*** INPUT RECORDS ***
//! Tick-driven scheduler owning every running timeline.
//!
//! Timelines are moved into the [`Animator`] when started and advanced
//! together once per tick, in start order. Completion events are collected
//! during the pass and returned to the caller, so nothing mutates the
//! timeline list while it is being iterated. Finished timelines are dropped
//! after the pass.

use heapless::Vec;
use log::debug;
use rand::RngCore;

use crate::config::MAX_TIMELINES;
use crate::element::{ElementId, Surface};
use crate::error::SceneError;
use crate::timeline::{Completions, Timeline};
use crate::tween::TweenSpec;

/// Handle to a running timeline.
#[derive(Clone, Copy, Debug, PartialEq, Eq, Hash)]
pub struct TimelineId(u32);

/// Owner of all running timelines.
#[derive(Debug)]
pub struct Animator {
    timelines: Vec<(TimelineId, Timeline), MAX_TIMELINES>,
    next_id: u32,
}

impl Animator {
    /// An animator with nothing running.
    pub const fn new() -> Self {
        Self {
            timelines: Vec::new(),
            next_id: 0,
        }
    }

    /// Start playing `timeline`.
    ///
    /// Fails with [`SceneError::ElementBusy`] if one of its targets is already
    /// animated by another running timeline.
    pub fn start(
        &mut self,
        timeline: Timeline,
    ) -> Result<TimelineId, SceneError> {
        if timeline.targets().any(|target| self.is_active_for(target)) {
            return Err(SceneError::ElementBusy);
        }
        if self.timelines.is_full() {
            return Err(SceneError::TooManyTimelines);
        }

        let id = TimelineId(self.next_id);
        self.next_id = self.next_id.wrapping_add(1);
        debug!(
            "timeline {:?} started: {} entries, playtime {} ms",
            id,
            timeline.entries().len(),
            timeline.playtime()
        );
        // Capacity checked above
        let _ = self.timelines.push((id, timeline));
        Ok(id)
    }

    /// Start a one-shot timeline holding just `spec` at offset 0.
    pub fn start_tween(
        &mut self,
        spec: TweenSpec,
    ) -> Result<TimelineId, SceneError> {
        let mut timeline = Timeline::new();
        timeline.add(0, spec)?;
        self.start(timeline)
    }

    /// Stop a timeline. Returns whether it was still running.
    pub fn stop(
        &mut self,
        id: TimelineId,
    ) -> bool {
        let before = self.timelines.len();
        self.timelines.retain(|(running, _)| *running != id);
        let stopped = self.timelines.len() != before;
        if stopped {
            debug!("timeline {:?} stopped", id);
        }
        stopped
    }

    /// Stop every timeline that writes to `element`. Returns how many were stopped.
    pub fn cancel_element(
        &mut self,
        element: ElementId,
    ) -> usize {
        let before = self.timelines.len();
        self.timelines.retain(|(_, timeline)| !timeline.targets_element(element));
        let cancelled = before - self.timelines.len();
        if cancelled > 0 {
            debug!("cancelled {} timeline(s) of {:?}", cancelled, element);
        }
        cancelled
    }

    /// Advance every running timeline by `dt_ms`.
    ///
    /// Returns the completion events fired during the pass, in firing order.
    pub fn tick<S, R>(
        &mut self,
        dt_ms: u32,
        surface: &mut S,
        rng: &mut R,
    ) -> Completions
    where
        S: Surface + ?Sized,
        R: RngCore + ?Sized,
    {
        let mut completions = Completions::new();
        for (_, timeline) in &mut self.timelines {
            timeline.advance(dt_ms, surface, rng, &mut completions);
        }
        self.timelines.retain(|(_, timeline)| !timeline.is_finished());
        completions
    }

    /// Whether `id` is still running.
    pub fn is_running(
        &self,
        id: TimelineId,
    ) -> bool {
        self.timelines.iter().any(|(running, _)| *running == id)
    }

    /// Whether a running timeline writes to `element`.
    pub fn is_active_for(
        &self,
        element: ElementId,
    ) -> bool {
        self.timelines.iter().any(|(_, timeline)| timeline.targets_element(element))
    }

    /// Number of running timelines.
    #[inline]
    pub fn len(&self) -> usize { self.timelines.len() }

    /// Whether nothing is running.
    #[inline]
    pub fn is_empty(&self) -> bool { self.timelines.is_empty() }
}

impl Default for Animator {
    fn default() -> Self { Self::new() }
}

#[cfg(test)]
mod tests {
    use rand::rngs::mock::StepRng;

    use super::*;
    use crate::element::{ElementKind, ElementTree, SpriteKind};
    use crate::timeline::RepeatCount;
    use crate::tween::{CompleteHook, Completion};

    fn setup() -> (ElementTree<8>, StepRng) { (ElementTree::new(128, 128), StepRng::new(0, 1)) }

    #[test]
    fn test_element_busy() {
        let (mut tree, _) = setup();
        let id = tree.create_element(ElementKind::Sprite(SpriteKind::Diamond)).unwrap();
        let mut animator = Animator::new();

        animator.start_tween(TweenSpec::fade(id, 0, 255, 100).unwrap()).unwrap();
        assert!(animator.is_active_for(id));
        assert_eq!(
            animator.start_tween(TweenSpec::fade(id, 255, 0, 100).unwrap()),
            Err(SceneError::ElementBusy),
            "second timeline on the same element must be refused"
        );
        assert_eq!(animator.len(), 1);
    }

    #[test]
    fn test_timeline_capacity() {
        let mut tree: ElementTree<32> = ElementTree::new(128, 128);
        let mut animator = Animator::new();
        for _ in 0..MAX_TIMELINES {
            let id = tree.create_element(ElementKind::Overlay).unwrap();
            animator.start_tween(TweenSpec::fade(id, 0, 255, 100).unwrap()).unwrap();
        }

        let id = tree.create_element(ElementKind::Overlay).unwrap();
        assert_eq!(
            animator.start_tween(TweenSpec::fade(id, 0, 255, 100).unwrap()),
            Err(SceneError::TooManyTimelines)
        );
        assert_eq!(animator.len(), MAX_TIMELINES);
    }

    #[test]
    fn test_finished_timelines_removed() {
        let (mut tree, mut rng) = setup();
        let a = tree.create_element(ElementKind::Sprite(SpriteKind::Diamond)).unwrap();
        let b = tree.create_element(ElementKind::Sprite(SpriteKind::Emerald)).unwrap();
        let mut animator = Animator::new();

        let short = animator
            .start_tween(TweenSpec::fade(a, 0, 255, 50).unwrap().on_complete(CompleteHook::DecorationShown))
            .unwrap();
        let mut looping = Timeline::new();
        looping.add(0, TweenSpec::fade(b, 0, 255, 50).unwrap()).unwrap();
        looping.set_repeat_count(RepeatCount::Infinite).unwrap();
        let looping = animator.start(looping).unwrap();

        let completions = animator.tick(50, &mut tree, &mut rng);
        assert_eq!(
            completions.as_slice(),
            &[Completion {
                target: a,
                hook: CompleteHook::DecorationShown,
            }]
        );
        assert!(!animator.is_running(short), "finished timeline is dropped after the pass");
        assert!(animator.is_running(looping));
        assert!(animator.tick(50, &mut tree, &mut rng).is_empty());
    }

    #[test]
    fn test_stop_and_cancel() {
        let (mut tree, mut rng) = setup();
        let a = tree.create_element(ElementKind::Sprite(SpriteKind::Diamond)).unwrap();
        let b = tree.create_element(ElementKind::Sprite(SpriteKind::Emerald)).unwrap();
        let mut animator = Animator::new();

        let first = animator.start_tween(TweenSpec::fade(a, 0, 255, 100).unwrap()).unwrap();
        animator.start_tween(TweenSpec::fade(b, 0, 255, 100).unwrap()).unwrap();

        assert!(animator.stop(first));
        assert!(!animator.stop(first), "stopping twice is a no-op");
        assert_eq!(animator.cancel_element(b), 1);
        assert!(animator.is_empty());

        tree.set_opacity(a, 7);
        let _ = animator.tick(100, &mut tree, &mut rng);
        assert_eq!(tree.get(a).unwrap().opacity, 7, "stopped timeline must not write");
    }

    #[test]
    fn test_ids_unique() {
        let (mut tree, _) = setup();
        let a = tree.create_element(ElementKind::Sprite(SpriteKind::Diamond)).unwrap();
        let mut animator = Animator::new();

        let first = animator.start_tween(TweenSpec::fade(a, 0, 255, 100).unwrap()).unwrap();
        animator.stop(first);
        let second = animator.start_tween(TweenSpec::fade(a, 0, 255, 100).unwrap()).unwrap();
        assert_ne!(first, second);
    }
}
*** End of INPUT RECORDS ***
_PROBLEM DESCRIPTION_
State how many lines in the material above hold the word "writes". Add nothing else.

_REPLY TO THE EXERCISE_
2